Todavía hay mucha gente convencida de que quien necesita dinero es responsable de su necesidad. Ojalá una nueva generación se entere por fin de que esto no es así

El sueño europeo se fue desinflando hasta caber en cualquier despacho de Bruselas. Entendió la técnica como fin antes que como medio y terminó por ser una Europa de contables. Nada podíamos ya esperar de un proyecto de Unión cuya palabra favorita era préstamo. Sin embargo, cuando todo parecía perdido —porque lo ha parecido demasiadas veces— la covid-19 nos ha dado la oportunidad de aprender lo que no pudimos asimilar después de dos guerras mundiales. Por primera vez, todos estamos amenazados por igual y todos estamos obligados a confiar en los otros. Europa se ha quedado sin excusas ni trampas. Y lo que es mejor, se ha quedado sin Inglaterra.
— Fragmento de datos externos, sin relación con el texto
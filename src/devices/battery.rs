use crate::sim::types::BatteryConfig;

/// A battery energy storage system carried across the intervals of one run.
///
/// `BatteryState` tracks the stored energy and enforces the usable band
/// `[min_kwh, max_kwh]`, the charge/discharge power ratings, and the
/// efficiency losses on each side.
///
/// # Efficiency convention
/// - Charging: losses reduce what is stored, not what is drawn from the bus.
/// - Discharging: more energy leaves storage than is delivered to the bus.
#[derive(Debug, Clone, PartialEq)]
pub struct BatteryState {
    /// Battery capacity in kilowatt-hours.
    pub capacity_kwh: f64,

    /// Current energy content in kilowatt-hours.
    pub energy_kwh: f64,

    /// Lower bound of the usable band (kWh).
    pub min_kwh: f64,

    /// Upper bound of the usable band (kWh).
    pub max_kwh: f64,

    /// Maximum charge power in kilowatts.
    pub charge_power_kw: f64,

    /// Maximum discharge power in kilowatts.
    pub discharge_power_kw: f64,

    /// Charging efficiency (0..1.0].
    pub charge_efficiency: f64,

    /// Discharging efficiency (0..1.0].
    pub discharge_efficiency: f64,
}

/// Result of one charging interval.
#[derive(Debug, Clone, Copy, Default, PartialEq)]
pub struct ChargeOutcome {
    /// Power drawn from the bus (kW).
    pub power_kw: f64,
    /// Energy added to storage after losses (kWh).
    pub stored_kwh: f64,
}

impl BatteryState {
    /// Builds a fresh battery from its configuration, starting at the
    /// configured initial state of charge.
    pub fn from_config(cfg: &BatteryConfig) -> Self {
        let pct = |p: f64| cfg.capacity_kwh * (p / 100.0);
        Self {
            capacity_kwh: cfg.capacity_kwh,
            energy_kwh: pct(cfg.soc_init_pct),
            min_kwh: pct(cfg.soc_min_pct),
            max_kwh: pct(cfg.soc_max_pct),
            charge_power_kw: cfg.charge_power_kw,
            discharge_power_kw: cfg.discharge_power_kw,
            charge_efficiency: cfg.charge_efficiency,
            discharge_efficiency: cfg.discharge_efficiency,
        }
    }

    /// State of charge as a percentage of capacity, clamped to `[0, 100]`.
    pub fn soc_pct(&self) -> f64 {
        if self.capacity_kwh > 0.0 {
            (100.0 * self.energy_kwh / self.capacity_kwh).clamp(0.0, 100.0)
        } else {
            0.0
        }
    }

    /// Absorbs up to `surplus_kw` for one interval of `dt_hours`.
    ///
    /// Charging power is the minimum of the surplus, the charge rating, and
    /// the power that would exactly fill the headroom to `max_kwh`.
    pub fn charge(&mut self, surplus_kw: f64, dt_hours: f64) -> ChargeOutcome {
        if surplus_kw <= 0.0 {
            return ChargeOutcome::default();
        }

        let headroom_kwh = (self.max_kwh - self.energy_kwh).max(0.0);
        let soc_limit_kw = if dt_hours > 0.0 && self.charge_efficiency > 0.0 {
            headroom_kwh / (self.charge_efficiency * dt_hours)
        } else {
            0.0
        };
        let power_kw = surplus_kw
            .min(self.charge_power_kw)
            .min(soc_limit_kw)
            .max(0.0);

        let stored_kwh = power_kw * dt_hours * self.charge_efficiency;
        self.energy_kwh = (self.energy_kwh + stored_kwh).min(self.max_kwh);

        ChargeOutcome {
            power_kw,
            stored_kwh,
        }
    }

    /// Delivers up to `deficit_kw` for one interval of `dt_hours` and returns
    /// the power delivered to the bus.
    ///
    /// Discharge power is the minimum of the deficit, the discharge rating,
    /// and the power deliverable from the energy above `min_kwh`.
    pub fn discharge(&mut self, deficit_kw: f64, dt_hours: f64) -> f64 {
        if deficit_kw <= 0.0 {
            return 0.0;
        }

        let available_kwh = (self.energy_kwh - self.min_kwh).max(0.0);
        let soc_limit_kw = if dt_hours > 0.0 {
            available_kwh * self.discharge_efficiency / dt_hours
        } else {
            0.0
        };
        let power_kw = deficit_kw
            .min(self.discharge_power_kw)
            .min(soc_limit_kw)
            .max(0.0);

        let efficiency = if self.discharge_efficiency > 0.0 {
            self.discharge_efficiency
        } else {
            1.0
        };
        let removed_kwh = power_kw * dt_hours / efficiency;
        self.energy_kwh = (self.energy_kwh - removed_kwh).max(self.min_kwh);

        power_kw
    }
}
La covid-19 ha hecho comprender a los líderes europeos que para salir de esta necesitamos lo que siempre ha guiado a Europa: un salto de fe. Por eso es tan importante que la pandemia haya llegado después del Brexit. Porque en este proyecto, Inglaterra siempre fue siempre el anticristo de la fe y la cheerleader del progreso. Y así, hoy ya lo sabemos, no se va a ninguna parte.
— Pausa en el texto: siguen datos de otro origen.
use std::env;
use std::path::PathBuf;

/// Parsed command-line options.
#[derive(Debug, Clone, PartialEq, Eq)]
pub struct CliOptions {
    /// Application config (TOML).
    pub config: Option<PathBuf>,
    /// Simulation request (JSON).
    pub request: Option<PathBuf>,
    pub preset: Option<String>,
    pub telemetry_out: Option<PathBuf>,
    /// Start the HTTP server instead of a batch run.
    pub serve: bool,
    /// Port override for `--serve`.
    pub port: Option<u16>,
    pub help: bool,
}

pub fn parse_args() -> Result<CliOptions, String> {
    let args: Vec<String> = env::args().skip(1).collect();
    parse_args_from(args)
}

pub fn parse_args_from(args: Vec<String>) -> Result<CliOptions, String> {
    parse_options(&args)
}

fn parse_options(args: &[String]) -> Result<CliOptions, String> {
    let mut i = 0usize;
    let mut config = None;
    let mut request = None;
    let mut preset = None;
    let mut telemetry_out = None;
    let mut serve = false;
    let mut port = None;

    while i < args.len() {
        match args[i].as_str() {
            "--config" => {
                i += 1;
                let path =
                    args.next_or_err(i, "missing value for --config (expected a TOML file path)")?;
                if config.replace(PathBuf::from(path)).is_some() {
                    return Err("--config provided more than once".to_string());
                }
            }
            "--request" => {
                i += 1;
                let path =
                    args.next_or_err(i, "missing value for --request (expected a JSON file path)")?;
                if request.replace(PathBuf::from(path)).is_some() {
                    return Err("--request provided more than once".to_string());
                }
            }
            "--preset" => {
                i += 1;
                let name =
                    args.next_or_err(i, "missing value for --preset (expected a preset name)")?;
                if preset.replace(name.to_string()).is_some() {
                    return Err("--preset provided more than once".to_string());
                }
            }
            "--telemetry-out" => {
                i += 1;
                let path = args.next_or_err(
                    i,
                    "missing value for --telemetry-out (expected a file path)",
                )?;
                if telemetry_out.replace(PathBuf::from(path)).is_some() {
                    return Err("--telemetry-out provided more than once".to_string());
                }
            }
            "--serve" => serve = true,
            "--port" => {
                i += 1;
                let raw = args.next_or_err(i, "missing value for --port (expected a u16)")?;
                let p = raw
                    .parse::<u16>()
                    .map_err(|_| format!("--port value \"{raw}\" is not a valid u16"))?;
                if port.replace(p).is_some() {
                    return Err("--port provided more than once".to_string());
                }
            }
            "--help" | "-h" => {
                return Ok(CliOptions {
                    config: None,
                    request: None,
                    preset: None,
                    telemetry_out: None,
                    serve: false,
                    port: None,
                    help: true,
                });
            }
            other => return Err(format!("unknown argument: {other}")),
        }
        i += 1;
    }

    if request.is_some() && preset.is_some() {
        return Err(
            "arguments `--request` and `--preset` are mutually exclusive; choose one source"
                .to_string(),
        );
    }

    if serve {
        if request.is_some() || preset.is_some() {
            return Err("`--serve` cannot be combined with `--request` or `--preset`".to_string());
        }
        if cfg!(not(feature = "api")) {
            return Err("`--serve` requires the `api` feature".to_string());
        }
    } else if port.is_some() {
        return Err("`--port` only applies with `--serve`".to_string());
    } else if request.is_none() && preset.is_none() {
        preset = Some("demo".to_string());
    }

    Ok(CliOptions {
        config,
        request,
        preset,
        telemetry_out,
        serve,
        port,
        help: false,
    })
}

trait SliceArgExt {
    fn next_or_err(&self, index: usize, err: &str) -> Result<&str, String>;
}

impl SliceArgExt for [String] {
    fn next_or_err(&self, index: usize, err: &str) -> Result<&str, String> {
        self.get(index)
            .map(String::as_str)
            .ok_or_else(|| err.to_string())
    }
}

pub fn print_usage() {
    eprintln!("microgrid-sim: timestep dispatch for a single microgrid bus");
    eprintln!();
    eprintln!("Usage:");
    eprintln!(
        "  microgrid-sim [--config <toml>] [--request <json> | --preset <name>] [--telemetry-out <csv>]"
    );
    eprintln!("  microgrid-sim [--config <toml>] --serve [--port <u16>]");
    eprintln!();
    eprintln!("Options:");
    eprintln!("  --config <path>          Application config (TOML)");
    eprintln!("  --request <path>         Run a simulation request (JSON)");
    eprintln!("  --preset <name>          Run a built-in scenario (demo)");
    eprintln!("  --telemetry-out <path>   Export interval results to CSV");
    eprintln!("  --serve                  Start the HTTP API");
    eprintln!("  --port <u16>             Override the configured port");
    eprintln!("  --help                   Show this help message");
    eprintln!();
    eprintln!("With no source and no --serve, the demo preset is run.");
}

#[cfg(test)]
mod tests {
    use super::parse_args_from;

    fn args(list: &[&str]) -> Vec<String> {
        list.iter().map(|s| s.to_string()).collect()
    }

    #[test]
    fn defaults_to_demo_preset() {
        let opts = parse_args_from(Vec::new()).expect("parse should succeed");
        assert_eq!(opts.preset.as_deref(), Some("demo"));
        assert!(!opts.serve);
    }

    #[test]
    fn supports_request_cli() {
        let opts = parse_args_from(args(&["--request", "request.json"]))
            .expect("parse should succeed");
        assert_eq!(
            opts.request.as_deref().and_then(|p| p.to_str()),
            Some("request.json")
        );
        assert!(opts.preset.is_none());
    }

    #[test]
    fn supports_preset_and_telemetry_cli() {
        let opts = parse_args_from(args(&["--preset", "demo", "--telemetry-out", "out.csv"]))
            .expect("parse should succeed");
        assert_eq!(opts.preset.as_deref(), Some("demo"));
        assert_eq!(
            opts.telemetry_out.as_deref().and_then(|p| p.to_str()),
            Some("out.csv")
        );
    }

    #[test]
    fn request_and_preset_are_exclusive() {
        let err = parse_args_from(args(&["--request", "a.json", "--preset", "demo"]));
        assert!(err.is_err());
    }

    #[cfg(feature = "api")]
    #[test]
    fn serve_with_port() {
        let opts = parse_args_from(args(&["--config", "app.toml", "--serve", "--port", "9001"]))
            .expect("parse should succeed");
        assert!(opts.serve);
        assert_eq!(opts.port, Some(9001));
        assert!(opts.preset.is_none());
    }

    #[test]
    fn serve_rejects_batch_source() {
        assert!(parse_args_from(args(&["--serve", "--preset", "demo"])).is_err());
    }

    #[test]
    fn port_without_serve_rejected() {
        assert!(parse_args_from(args(&["--port", "9000"])).is_err());
    }

    #[test]
    fn bad_port_rejected() {
        let err = parse_args_from(args(&["--serve", "--port", "99999"])).unwrap_err();
        assert!(err.contains("99999"));
    }

    #[test]
    fn missing_value_and_unknown_flag() {
        assert!(parse_args_from(args(&["--request"])).is_err());
        assert!(parse_args_from(args(&["--seed", "1"])).is_err());
    }

    #[test]
    fn help_flag() {
        let opts = parse_args_from(args(&["-h"])).expect("parse should succeed");
        assert!(opts.help);
    }
}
La pandemia ha traído un desastre económico sin precedentes pero también un plan de recuperación aprobado por la Comisión inaudito: 750.000 millones de euros sin condiciones. La mayor parte del plan serán ayudas a fondo perdido. O, lo que es lo mismo, serán ayudas de verdad. “Las medidas más audaces siempre son las mejores para Europa”, explicó Von der Leyen en el Parlamento Europeo. Justo cuando se nombró este plan como Next Generation, la Unión de la próxima generación.
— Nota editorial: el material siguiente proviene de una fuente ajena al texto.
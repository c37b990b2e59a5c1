use crate::models::Station;
use anyhow::{anyhow, Context, Result};
use futures_util::StreamExt;
use reqwest::header::{HeaderMap, HeaderValue, USER_AGENT};
use serde::Deserialize;
use std::time::Duration;
use url::Url;

const MAX_BODY_BYTES: usize = 1_000_000;

/// A successful station-list fetch: the stations plus the count the backend
/// reported alongside them.
#[derive(Debug, Clone)]
pub struct StationList {
    pub stations: Vec<Station>,
    pub count: usize,
}

/// Client for the two backend endpoints. One fixed base URL, no retries;
/// every failure is terminal for its triggering request.
#[derive(Debug, Clone)]
pub struct ApiClient {
    http: reqwest::Client,
    base: String,
}

impl ApiClient {
    pub fn new(base: &str) -> Result<Self> {
        let base = parse_base_url(base)?;

        let mut headers = HeaderMap::new();
        headers.insert(
            USER_AGENT,
            HeaderValue::from_static("radiodial/0.1 (terminal station browser)"),
        );
        let http = reqwest::ClientBuilder::new()
            .default_headers(headers)
            .connect_timeout(Duration::from_secs(5))
            .timeout(Duration::from_secs(15))
            .redirect(reqwest::redirect::Policy::none())
            .build()
            .context("Failed to build HTTP client")?;

        Ok(Self { http, base })
    }

    pub async fn stations(&self) -> Result<StationList> {
        let url = format!("{}/stations", self.base);
        tracing::debug!(%url, "fetching station list");
        let resp = self.http.get(url).send().await.context("Station list request failed")?;
        let bytes = read_limited(resp, MAX_BODY_BYTES).await?;
        parse_stations(&bytes)
    }

    pub async fn countries(&self) -> Result<Vec<String>> {
        let url = format!("{}/countries", self.base);
        tracing::debug!(%url, "fetching country list");
        let resp = self.http.get(url).send().await.context("Country list request failed")?;
        let bytes = read_limited(resp, MAX_BODY_BYTES).await?;
        parse_countries(&bytes)
    }
}

#[derive(Debug, Deserialize)]
struct StationsResponse {
    success: bool,
    #[serde(default)]
    stations: Vec<Station>,
    #[serde(default)]
    count: Option<usize>,
    #[serde(default)]
    error: Option<String>,
}

#[derive(Debug, Deserialize)]
struct CountriesResponse {
    success: bool,
    #[serde(default)]
    countries: Vec<String>,
    #[serde(default)]
    error: Option<String>,
}

fn parse_stations(bytes: &[u8]) -> Result<StationList> {
    let resp: StationsResponse =
        serde_json::from_slice(bytes).context("Invalid station list response")?;
    if !resp.success {
        return Err(anyhow!(
            "Station list request rejected: {}",
            resp.error.as_deref().unwrap_or("unknown error")
        ));
    }
    let count = resp.count.unwrap_or(resp.stations.len());
    Ok(StationList {
        stations: resp.stations,
        count,
    })
}

fn parse_base_url(s: &str) -> Result<String> {
    let url = Url::parse(s).with_context(|| format!("Invalid API base URL: {s}"))?;
    match url.scheme() {
        "http" | "https" => Ok(s.trim_end_matches('/').to_string()),
        other => Err(anyhow!("Unsupported API base URL scheme: {other}")),
    }
}

fn parse_countries(bytes: &[u8]) -> Result<Vec<String>> {
    let resp: CountriesResponse =
        serde_json::from_slice(bytes).context("Invalid country list response")?;
    if !resp.success {
        return Err(anyhow!(
            "Country list request rejected: {}",
            resp.error.as_deref().unwrap_or("unknown error")
        ));
    }
    Ok(resp.countries)
}

async fn read_limited(resp: reqwest::Response, limit: usize) -> Result<Vec<u8>> {
    if let Some(len) = resp.content_length() {
        if len as usize > limit {
            return Err(anyhow!("HTTP response too large ({len} bytes)"));
        }
    }

    let mut data: Vec<u8> = Vec::new();
    let mut stream = resp.bytes_stream();
    while let Some(chunk) = stream.next().await {
        let chunk = chunk.context("HTTP body read error")?;
        if data.len().saturating_add(chunk.len()) > limit {
            return Err(anyhow!("HTTP response exceeded size limit"));
        }
        data.extend_from_slice(&chunk);
    }
    Ok(data)
}

#[cfg(test)]
mod tests {
    use super::*;

    #[test]
    fn parses_station_list() {
        let body = r#"{
            "success": true,
            "count": 2,
            "stations": [
                {"name":"Jazz FM","stream_url":"u1","country":"France","codec":"MP3","bitrate":128},
                {"name":"Rock Hits","stream_url":"u2"}
            ]
        }"#;
        let list = parse_stations(body.as_bytes()).unwrap();
        assert_eq!(list.count, 2);
        assert_eq!(list.stations[0].bitrate, Some(128));
        assert_eq!(list.stations[1].country, None);
    }

    #[test]
    fn unsuccessful_station_response_is_an_error() {
        let body = r#"{"success": false, "error": "database on fire"}"#;
        let err = parse_stations(body.as_bytes()).unwrap_err();
        assert!(err.to_string().contains("database on fire"));
    }

    #[test]
    fn malformed_station_body_is_an_error() {
        assert!(parse_stations(b"<html>502</html>").is_err());
    }

    #[test]
    fn missing_count_falls_back_to_list_length() {
        let body = r#"{"success": true, "stations": [{"name":"A","stream_url":"u"}]}"#;
        assert_eq!(parse_stations(body.as_bytes()).unwrap().count, 1);
    }

    #[test]
    fn parses_country_list() {
        let body = r#"{"success": true, "count": 2, "countries": ["France", "Germany"]}"#;
        assert_eq!(parse_countries(body.as_bytes()).unwrap(), ["France", "Germany"]);
    }

    #[test]
    fn unsuccessful_country_response_is_an_error() {
        assert!(parse_countries(br#"{"success": false}"#).is_err());
    }

    #[test]
    fn validates_base_url_scheme() {
        assert!(parse_base_url("localhost:5000/api").is_err());
        assert!(parse_base_url("ftp://radio.local/api").is_err());
        assert_eq!(
            parse_base_url("http://localhost:5000/api/").unwrap(),
            "http://localhost:5000/api"
        );
    }
}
Todavía hay mucha gente convencida en Europa de que dar dinero a quien lo necesita es una forma de perderlo o una manera de invertirlo, en los casos más solidarios. Todavía hay mucha gente convencida de que quien necesita dinero es responsable de su necesidad. Ojalá una nueva generación se entere por fin de que esto no es así, de que la solidaridad debe llevar el corazón pegado a la cartera. Y de que dar es lo natural de quien tiene, como recibir lo es para quien carece. No hay ningún juicio moral aquí, esto es lo importante. Tener la necesidad de recibir no implica malgastar ni deber, ni ser una persona o un país bajo sospecha. La Europa que viene deberá llevar la ética cosida a cada hoja excel. Ya sabemos que no existe otra manera más eficaz de estar en el mundo, porque no existe. Por mucho que Donald Trump se empeñe en hacer el ridículo comprando todo el remdesivir del mundo. La covid-19 lo ha dejado claro. Pero, en realidad, lo sabíamos de antes. Por primera vez, ahora sí, en la cartera de un alemán viajan los mismos euros que en la mía. Y la responsabilidad de ese dinero es ahora compartida. Por fin soy la Europa de la nueva generación. Voy a recibir cada euro con la determinación de estar un día en disposición de ayudar a quien lo necesite, que es el único requisito para merecerlo. Que no tengan miedo los más precavidos. Si hay algo que nunca se pierde en el camino es una oportunidad.

Nuria Labari es periodista y escritora.